Te agradecería que no le mencionaras esto a nadie de Hogwarts —dijo—. Yo... bien, no me está permitido hacer magia, hablando estrictamente. Conseguí permiso para hacer un poquito, para que te llegaran las cartas y todo eso... Era una de las razones por las que quería este trabajo...

¿Por qué no le está permitido hacer magia? —preguntó Harry.

Bueno... yo fui también a Hogwarts y, si he de ser franco, me expulsaron. En el tercer año. Me rompieron la varita en dos. Pero Dumbledore dejó que me quedara como guardabosques. Es un gran hombre.

¿Por qué lo expulsaron?

Se está haciendo tarde y tenemos muchas cosas que hacer mañana —dijo Hagrid en voz alta—. Tenemos que ir a la ciudad y conseguirte los libros y todo lo demás.
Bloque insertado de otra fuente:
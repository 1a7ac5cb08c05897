//! Plain-text rendering of cities and forecasts.

use chrono::{DateTime, Utc};
use ohmyweather_core::{
    City, ForecastEntry, GeoLookupResult, current_forecast_for, model::icon_url,
    time::convert_utc_to_local, time::LOCAL_TIME_FORMAT, upcoming_forecast,
};

pub fn city_row(city: &City) -> String {
    if !city.has_weather() {
        return format!("{:<20} {:>8}  {}", city.name, "--", "no data yet");
    }
    format!(
        "{:<20} {:>6.1}°C  {:<24} Local Time: {}",
        city.name, city.current_temperature_c, city.weather_description, city.local_time
    )
}

fn forecast_line(entry: &ForecastEntry, utc_offset_secs: i32) -> String {
    let local = convert_utc_to_local(&entry.utc_timestamp, utc_offset_secs)
        .unwrap_or_else(|| "N/A".to_string());
    format!(
        "  Time: {local}  Temperature: {:.1}°C  Weather: {}",
        entry.temperature_c(),
        entry.description
    )
}

/// Detail view: local time, the entry closest to now, then what comes next.
pub fn city_detail(city: &City, now_utc: DateTime<Utc>) -> String {
    let now_local = city.local_now(now_utc);
    let mut out = Vec::new();

    out.push(format!("City: {}", city.name));
    out.push(format!("Current Local Time: {}", now_local.format(LOCAL_TIME_FORMAT)));
    if city.has_weather() && !city.icon_id.is_empty() {
        out.push(format!("Conditions: {} ({})", city.weather_description, icon_url(&city.icon_id)));
    }
    out.push(String::new());

    out.push("NOW".to_string());
    match current_forecast_for(city, now_local) {
        Some(current) => {
            out.push(format!("  Temperature: {:.1}°C", current.temperature_c()));
            out.push(format!("  Weather: {}", current.description));
        }
        None => out.push("  No current forecast available.".to_string()),
    }
    out.push(String::new());

    out.push("Forecast".to_string());
    let upcoming = upcoming_forecast(city, now_local);
    if upcoming.is_empty() {
        out.push("  No upcoming forecast.".to_string());
    }
    for entry in upcoming {
        out.push(forecast_line(entry, city.utc_offset_secs));
    }

    out.join("\n")
}

pub fn suggestion_row(result: &GeoLookupResult) -> String {
    format!("{:<40} ({:.4}, {:.4})", result.label(), result.lat, result.lon)
}

#[cfg(test)]
mod tests {
    use super::*;
    use chrono::TimeZone;
    use ohmyweather_core::Coordinates;

    fn zocca() -> City {
        let mut city = City::placeholder("Zocca", Coordinates { lat: 44.34, lon: 10.99 });
        city.utc_offset_secs = 7200;
        city.icon_id = "10d".into();
        city.weather_description = "light rain".into();
        city.fetched_at = Some(Utc.with_ymd_and_hms(2022, 8, 30, 13, 0, 0).unwrap());
        city.forecast = ["2022-08-30 12:00:00", "2022-08-30 15:00:00", "2022-08-30 18:00:00"]
            .iter()
            .map(|ts| ForecastEntry {
                utc_timestamp: ts.to_string(),
                temperature_kelvin: 296.34,
                description: "light rain".into(),
                icon_id: "10d".into(),
            })
            .collect();
        city
    }

    #[test]
    fn placeholder_row_says_no_data() {
        let city = City::placeholder("Oslo", Coordinates { lat: 59.9, lon: 10.7 });
        assert!(city_row(&city).contains("no data yet"));
        assert!(!city_detail(&city, Utc::now()).contains("Conditions:"));
    }

    #[test]
    fn detail_shows_now_and_upcoming_in_local_time() {
        // 13:10 UTC is 15:10 in Zocca; the 12:00 UTC entry (14:00 local) is closest.
        let now = Utc.with_ymd_and_hms(2022, 8, 30, 13, 10, 0).unwrap();
        let detail = city_detail(&zocca(), now);

        assert!(detail.contains("Current Local Time: 15:10:00"));
        assert!(detail.contains("Conditions: light rain (http://openweathermap.org/img/wn/10d.png)"));
        assert!(detail.contains("Temperature: 23.2°C"));
        assert!(detail.contains("Time: 17:00:00"));
        assert!(detail.contains("Time: 20:00:00"));
        assert!(!detail.contains("Time: 14:00:00"));
    }
}
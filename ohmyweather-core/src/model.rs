use chrono::{DateTime, NaiveDateTime, Utc};
use serde::{Deserialize, Serialize};

/// Offset between the Kelvin and Celsius scales.
pub const KELVIN_OFFSET: f64 = 273.15;

/// Convert an API temperature (Kelvin) to Celsius.
///
/// Every Kelvin value the API hands us goes through here; nothing else in the
/// crate subtracts the offset on its own.
pub fn kelvin_to_celsius(kelvin: f64) -> f64 {
    kelvin - KELVIN_OFFSET
}

/// Canonical form of a city name used for identity comparisons.
pub fn normalize_name(name: &str) -> String {
    name.trim().to_lowercase()
}

/// URL of the OpenWeather icon image for an icon id such as `"10d"`.
pub fn icon_url(icon_id: &str) -> String {
    format!("http://openweathermap.org/img/wn/{icon_id}.png")
}

#[derive(Debug, Clone, Copy, PartialEq, Serialize, Deserialize)]
pub struct Coordinates {
    pub lat: f64,
    pub lon: f64,
}

/// One geocoding candidate. Only lives long enough to resolve coordinates.
#[derive(Debug, Clone, PartialEq, Serialize, Deserialize)]
pub struct GeoLookupResult {
    pub name: String,
    pub lat: f64,
    pub lon: f64,
    #[serde(default)]
    pub country: Option<String>,
    #[serde(default)]
    pub state: Option<String>,
}

impl GeoLookupResult {
    pub fn coordinates(&self) -> Coordinates {
        Coordinates { lat: self.lat, lon: self.lon }
    }

    /// "Paris, Île-de-France, FR" style label for suggestion lists.
    pub fn label(&self) -> String {
        let mut parts = vec![self.name.as_str()];
        if let Some(state) = self.state.as_deref().filter(|s| !s.is_empty()) {
            parts.push(state);
        }
        if let Some(country) = self.country.as_deref().filter(|c| !c.is_empty()) {
            parts.push(country);
        }
        parts.join(", ")
    }
}

/// One time-stamped forecast record, as delivered by the API.
#[derive(Debug, Clone, PartialEq, Serialize, Deserialize)]
pub struct ForecastEntry {
    /// UTC wall-clock time, `YYYY-MM-DD HH:MM:SS`.
    pub utc_timestamp: String,
    pub temperature_kelvin: f64,
    pub description: String,
    pub icon_id: String,
}

impl ForecastEntry {
    pub fn temperature_c(&self) -> f64 {
        kelvin_to_celsius(self.temperature_kelvin)
    }
}

/// Current conditions for a location, already converted to Celsius.
#[derive(Debug, Clone, PartialEq)]
pub struct CurrentConditions {
    pub temperature_c: f64,
    pub description: String,
    pub icon_id: String,
    pub utc_offset_secs: i32,
}

/// Forecast list for a location plus the location's UTC offset.
#[derive(Debug, Clone, PartialEq)]
pub struct ForecastReport {
    pub utc_offset_secs: i32,
    pub entries: Vec<ForecastEntry>,
}

/// A tracked city.
#[derive(Debug, Clone, PartialEq, Serialize, Deserialize)]
pub struct City {
    pub name: String,
    pub coordinates: Coordinates,
    pub current_temperature_c: f64,
    pub weather_description: String,
    pub icon_id: String,
    /// Local wall-clock time (`HH:MM`) at the moment of the last fetch.
    pub local_time: String,
    /// Signed seconds to add to UTC to get the city's wall-clock time.
    pub utc_offset_secs: i32,
    pub forecast: Vec<ForecastEntry>,
    /// Last successful fetch. `None` until the city has weather to show.
    pub fetched_at: Option<DateTime<Utc>>,
}

impl City {
    /// A city known only by name and coordinates, e.g. restored from cache.
    pub fn placeholder(name: impl Into<String>, coordinates: Coordinates) -> Self {
        Self {
            name: name.into(),
            coordinates,
            current_temperature_c: 0.0,
            weather_description: "N/A".to_string(),
            icon_id: String::new(),
            local_time: "N/A".to_string(),
            utc_offset_secs: 0,
            forecast: Vec::new(),
            fetched_at: None,
        }
    }

    /// Build a fully populated city from freshly fetched data.
    pub fn from_fetch(
        name: impl Into<String>,
        coordinates: Coordinates,
        current: CurrentConditions,
        forecast: ForecastReport,
        fetched_at: DateTime<Utc>,
    ) -> Self {
        let local_time = crate::time::format_local_now(fetched_at, current.utc_offset_secs);
        Self {
            name: name.into(),
            coordinates,
            current_temperature_c: current.temperature_c,
            weather_description: current.description,
            icon_id: current.icon_id,
            local_time,
            utc_offset_secs: current.utc_offset_secs,
            forecast: forecast.entries,
            fetched_at: Some(fetched_at),
        }
    }

    pub fn key(&self) -> String {
        normalize_name(&self.name)
    }

    pub fn has_weather(&self) -> bool {
        self.fetched_at.is_some()
    }

    /// Wall-clock time in this city at the UTC instant `now_utc`.
    pub fn local_now(&self, now_utc: DateTime<Utc>) -> NaiveDateTime {
        crate::time::local_now(now_utc, self.utc_offset_secs)
    }
}

#[cfg(test)]
mod tests {
    use super::*;

    #[test]
    fn kelvin_converts_to_celsius() {
        assert!((kelvin_to_celsius(296.34) - 23.19).abs() < 0.01);
        assert!(kelvin_to_celsius(273.15).abs() < f64::EPSILON);
    }

    #[test]
    fn forecast_entry_temperature_uses_shared_conversion() {
        let entry = ForecastEntry {
            utc_timestamp: "2022-08-30 16:00:00".into(),
            temperature_kelvin: 296.34,
            description: "light rain".into(),
            icon_id: "10d".into(),
        };
        assert!((entry.temperature_c() - 23.19).abs() < 0.01);
    }

    #[test]
    fn names_normalize_case_and_whitespace() {
        assert_eq!(normalize_name("  PaRiS "), "paris");
        assert_eq!(normalize_name("New York"), normalize_name("new york"));
    }

    #[test]
    fn geo_label_skips_missing_parts() {
        let geo = GeoLookupResult {
            name: "Paris".into(),
            lat: 48.85,
            lon: 2.35,
            country: Some("FR".into()),
            state: None,
        };
        assert_eq!(geo.label(), "Paris, FR");
    }

    #[test]
    fn placeholder_has_no_weather() {
        let city = City::placeholder("Oslo", Coordinates { lat: 59.9, lon: 10.7 });
        assert!(!city.has_weather());
        assert!(city.forecast.is_empty());
        assert_eq!(city.key(), "oslo");
    }

    #[test]
    fn icon_url_points_at_openweather() {
        assert_eq!(icon_url("10d"), "http://openweathermap.org/img/wn/10d.png");
    }
}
—Totalmente discreto el cambio de tema, ¿eh?—dijo George asintiendo en tono de burla.

Se quitó su grueso abrigo negro y se lo entregó a Harry

Puedes taparte con esto —dijo—. No te preocupes si algo se agita. Creo que todavía tengo lirones en un bolsillo.

—Es el fin del capítulo—dijo Arthur con la voz ronca, antes de marcar la página y cerrar el libro. Estaba agotado y con la garganta reseca y dolorida, y no era el único: entre las risas, los cambios de humor y los arrebatos de emociones todos sin excepción se sentían como quienes acababan de correr grandes distancias sin descanso.

—Ya casi es hora de cenar—anunció Molly, mirando el reloj de pared—. Podríamos dejar la lectura aquí y seguir luego de comer—sugirió al grupo entero. Nadie estuvo en desacuerdo, necesitaban un momento de respiro y había mucho por asimilar.